*Input for this task*.

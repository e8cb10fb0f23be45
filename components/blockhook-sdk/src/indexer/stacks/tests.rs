use super::*;

#[test]
fn serialized_block_header_standardization_links_parent() {
    let serialized_header = r#"{
        "block_height": 21443,
        "index_block_hash": "0x1b9b5c3e4e783b19888b1b90b9d9c3f15dd7b2ac14e8d6e9b1dbd1f9c2a0ff42",
        "parent_index_block_hash": "0x09f23e4c02a5bcb5a2f5b0f3d1e7cbdbdab4c44e0ba3aee5ac8d8bcd6a5b1b88"
    }"#;
    let (block_identifier, parent_block_identifier) =
        standardize_stacks_serialized_block_header(serialized_header).unwrap();
    assert_eq!(block_identifier.index, 21443);
    assert_eq!(parent_block_identifier.index, 21442);
    assert!(block_identifier.hash.starts_with("0x1b9b5c3e"));
    assert!(parent_block_identifier.hash.starts_with("0x09f23e4c"));
}

#[test]
fn serialized_block_header_without_index_hash_is_rejected() {
    let serialized_header = r#"{ "block_height": 21443 }"#;
    assert!(standardize_stacks_serialized_block_header(serialized_header).is_err());
}

#[test]
fn ft_mint_node_event_decodes_into_typed_event() {
    let event: NewEvent = serde_json::from_value(json!({
        "txid": "0xd6f4e67cfc7b5a3bc1d5f29bcee3e9a8cf9e5e14e0e6d0e1cf1e2f3a4b5c6d7e",
        "committed": true,
        "event_index": 4,
        "type": "ft_mint_event",
        "ft_mint_event": {
            "asset_identifier": "ST1PQHQKV0RJXZFY1DGX8MNSNYVE3VGZJSRTPGZGM.cbtc-token::cbtc",
            "recipient": "ST1PQHQKV0RJXZFY1DGX8MNSNYVE3VGZJSRTPGZGM",
            "amount": "100"
        }
    }))
    .unwrap();

    let typed_event = event.into_hook_event().unwrap();
    assert_eq!(typed_event.position.index, 4);
    match typed_event.event_payload {
        StacksTransactionEventPayload::FTMintEvent(data) => {
            assert_eq!(
                data.asset_class_identifier,
                "ST1PQHQKV0RJXZFY1DGX8MNSNYVE3VGZJSRTPGZGM.cbtc-token::cbtc"
            );
            assert_eq!(data.amount, "100");
        }
        _ => panic!("expected ft mint event"),
    }
}

#[test]
fn unknown_node_event_is_rejected() {
    let event: NewEvent = serde_json::from_value(json!({
        "txid": "0xd6f4e67cfc7b5a3bc1d5f29bcee3e9a8cf9e5e14e0e6d0e1cf1e2f3a4b5c6d7e",
        "committed": true,
        "event_index": 0,
        "type": "burnchain_op"
    }))
    .unwrap();
    assert!(event.into_hook_event().is_err());
}

#[test]
fn pox_cycles_are_derived_from_burn_height() {
    let pox_info = PoxInfo::default_for_network(&StacksNetwork::Mainnet);
    assert_eq!(pox_info.first_burnchain_block_height, 666050);
    let cycle_length =
        pox_info.prepare_phase_block_length + pox_info.reward_phase_block_length;
    assert_eq!(cycle_length, 2100);
}

#[test]
fn signer_block_response_accepted_is_decoded() {
    let mut payload = vec![];
    // Message type: block response, accepted.
    payload.push(1);
    payload.push(0);
    // signer_signature_hash.
    payload.extend_from_slice(&[0x11; 32]);
    // signature.
    payload.extend_from_slice(&[0x22; 65]);

    let chunks = NewStackerDbChunks {
        contract_id: "ST000000000000000000002AMW42H.signers-1-1".to_string(),
        modified_slots: vec![NewSignerModifiedSlot {
            sig: "00".to_string(),
            data: hex::encode(payload),
            slot_id: 1,
            slot_version: 3,
        }],
    };
    let decoded = standardize_stacks_stackerdb_chunks(&chunks, &Context::empty()).unwrap();
    assert_eq!(decoded.len(), 1);
    match &decoded[0].message {
        StacksSignerMessage::BlockResponse(BlockResponseData::Accepted(data)) => {
            assert_eq!(data.signer_signature_hash, format!("0x{}", "11".repeat(32)));
            assert_eq!(data.signature, format!("0x{}", "22".repeat(65)));
        }
        _ => panic!("expected accepted block response"),
    }
}

#[test]
fn undecodable_signer_slot_is_dropped_not_fatal() {
    let chunks = NewStackerDbChunks {
        contract_id: "ST000000000000000000002AMW42H.signers-1-1".to_string(),
        modified_slots: vec![NewSignerModifiedSlot {
            sig: "00".to_string(),
            data: "ff".to_string(),
            slot_id: 1,
            slot_version: 3,
        }],
    };
    let decoded = standardize_stacks_stackerdb_chunks(&chunks, &Context::empty()).unwrap();
    assert!(decoded.is_empty());
}
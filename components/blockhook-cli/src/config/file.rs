#[derive(Deserialize, Debug, Clone)]
pub struct ConfigFile {
    pub storage: StorageConfigFile,
    pub http_api: Option<PredicatesApiConfigFile>,
    pub event_source: Option<Vec<EventSourceConfigFile>>,
    pub limits: LimitsConfigFile,
    pub network: NetworkConfigFile,
    pub monitoring: Option<MonitoringConfigFile>,
}

#[derive(Deserialize, Debug, Clone)]
pub struct StorageConfigFile {
    pub working_dir: Option<String>,
}

#[derive(Deserialize, Debug, Clone)]
pub struct PredicatesApiConfigFile {
    pub http_port: Option<u16>,
    pub database_uri: Option<String>,
    pub display_logs: Option<bool>,
    pub disabled: Option<bool>,
}

#[derive(Deserialize, Debug, Clone)]
pub struct EventSourceConfigFile {
    pub source_type: Option<String>,
    pub stacks_node_url: Option<String>,
    pub polling_delay: Option<u32>,
    pub tsv_file_path: Option<String>,
    pub tsv_file_url: Option<String>,
}

#[derive(Deserialize, Debug, Clone)]
pub struct LimitsConfigFile {
    pub max_number_of_bitcoin_predicates: Option<usize>,
    pub max_number_of_concurrent_bitcoin_scans: Option<usize>,
    pub max_number_of_stacks_predicates: Option<usize>,
    pub max_number_of_concurrent_stacks_scans: Option<usize>,
    pub max_number_of_processing_threads: Option<usize>,
    pub max_number_of_networking_threads: Option<usize>,
    pub max_caching_memory_size_mb: Option<usize>,
}

#[derive(Deserialize, Debug, Clone)]
pub struct NetworkConfigFile {
    pub mode: NetworkConfigMode,
    pub bitcoind_rpc_url: String,
    pub bitcoind_rpc_username: String,
    pub bitcoind_rpc_password: String,
    pub bitcoind_zmq_url: Option<String>,
    pub stacks_node_rpc_url: Option<String>,
    pub stacks_events_ingestion_port: Option<u16>,
}

#[derive(Deserialize, Debug, Clone)]
pub struct MonitoringConfigFile {
    pub prometheus_monitoring_port: Option<u16>,
}

#[derive(Deserialize, Debug, Clone)]
#[serde(rename_all = "snake_case")]
pub enum NetworkConfigMode {
    Devnet,
    Testnet,
    Mainnet,
    Signet,
}

impl NetworkConfigMode {
    pub fn as_str(&self) -> &str {
        match self {
            NetworkConfigMode::Devnet => "devnet",
            NetworkConfigMode::Testnet => "testnet",
            NetworkConfigMode::Mainnet => "mainnet",
            NetworkConfigMode::Signet => "signet",
        }
    }
}
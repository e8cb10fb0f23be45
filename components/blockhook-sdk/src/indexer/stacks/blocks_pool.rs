use crate::indexer::{ChainSegment, ChainSegmentDivergence};
use crate::utils::{AbstractBlock, Context};
use blockhook_types::{
    BlockIdentifier, StacksBlockData, StacksBlockUpdate, StacksChainEvent,
    StacksChainUpdatedWithBlocksData, StacksChainUpdatedWithMicroblocksData,
    StacksChainUpdatedWithMicroblocksReorgData, StacksChainUpdatedWithReorgData,
    StacksMicroblockData,
};
use hiro_system_kit::slog;
use std::collections::{BTreeMap, BTreeSet, HashMap, HashSet};

/// Depth from the canonical tip at which a Stacks block is buried.
pub const CONFIRMED_SEGMENT_MINIMUM_LENGTH: u64 = 7;

/// Fork tracker over full Stacks blocks. Unlike the Bitcoin pool, blocks are
/// kept whole: the stacks node hands us everything in one POST, and scans
/// reseed the pool with complete blocks after a restart.
pub struct StacksBlockPool {
    canonical_fork_id: usize,
    next_fork_id: usize,
    forks: BTreeMap<usize, ChainSegment>,
    block_store: HashMap<BlockIdentifier, StacksBlockData>,
    orphans: BTreeSet<BlockIdentifier>,
    /// Microblock trails, keyed by anchor block and sequence.
    micro_forks: HashMap<BlockIdentifier, BTreeMap<u64, StacksMicroblockData>>,
    /// Microblocks already delivered through a microblock event while their
    /// anchor was the canonical tip. Kept so anchored confirmation does not
    /// deliver the same transactions twice.
    streamed_microblocks: HashSet<(BlockIdentifier, u64)>,
}
pub mod http_api;
mod runloops;

use crate::config::{Config, PredicatesApi, PredicatesApiConfig};
use crate::scan::stacks::consolidate_local_stacks_chainstate_using_csv;
use crate::service::http_api::{load_predicates_from_redis, start_predicate_api_server};
use crate::service::runloops::{start_bitcoin_scan_runloop, start_stacks_scan_runloop};
use crate::storage::{
    confirm_entries_in_stacks_blocks, draft_entries_in_stacks_blocks, get_all_unconfirmed_blocks,
    get_last_unconfirmed_block_height_inserted, open_readonly_stacks_db_conn_with_retry,
    open_readwrite_stacks_db_conn,
};

use blockhook_sdk::dispatcher::{DispatchOutcome, Dispatcher};
use blockhook_sdk::hooks::types::{HookSpecification, HookSpecificationNetworkMap, HookRegistry};
use blockhook_sdk::indexer::bitcoin::CONFIRMED_SEGMENT_MINIMUM_LENGTH;
use blockhook_sdk::observer::{
    start_event_observer, ObserverCommand, ObserverEvent, PredicateEvaluationReport,
    StacksObserverStartupContext,
};
use blockhook_sdk::utils::Context;
use blockhook_types::{BitcoinChainEvent, Chain, StacksChainEvent};
use redis::{Commands, Connection};

use std::collections::HashMap;
use std::sync::mpsc::channel;
use std::sync::{Arc, RwLock};
use std::time::{SystemTime, UNIX_EPOCH};

pub struct Service {
    config: Config,
    ctx: Context,
}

*Instructions for the task*.
All that is needed is the exact run of lines above from the line containing "block and sequence." through the line containing "confirmation does not", both of them included.

*Expected answer*.
    /// Microblock trails, keyed by anchor block and sequence.
    micro_forks: HashMap<BlockIdentifier, BTreeMap<u64, StacksMicroblockData>>,
    /// Microblocks already delivered through a microblock event while their
    /// anchor was the canonical tip. Kept so anchored confirmation does not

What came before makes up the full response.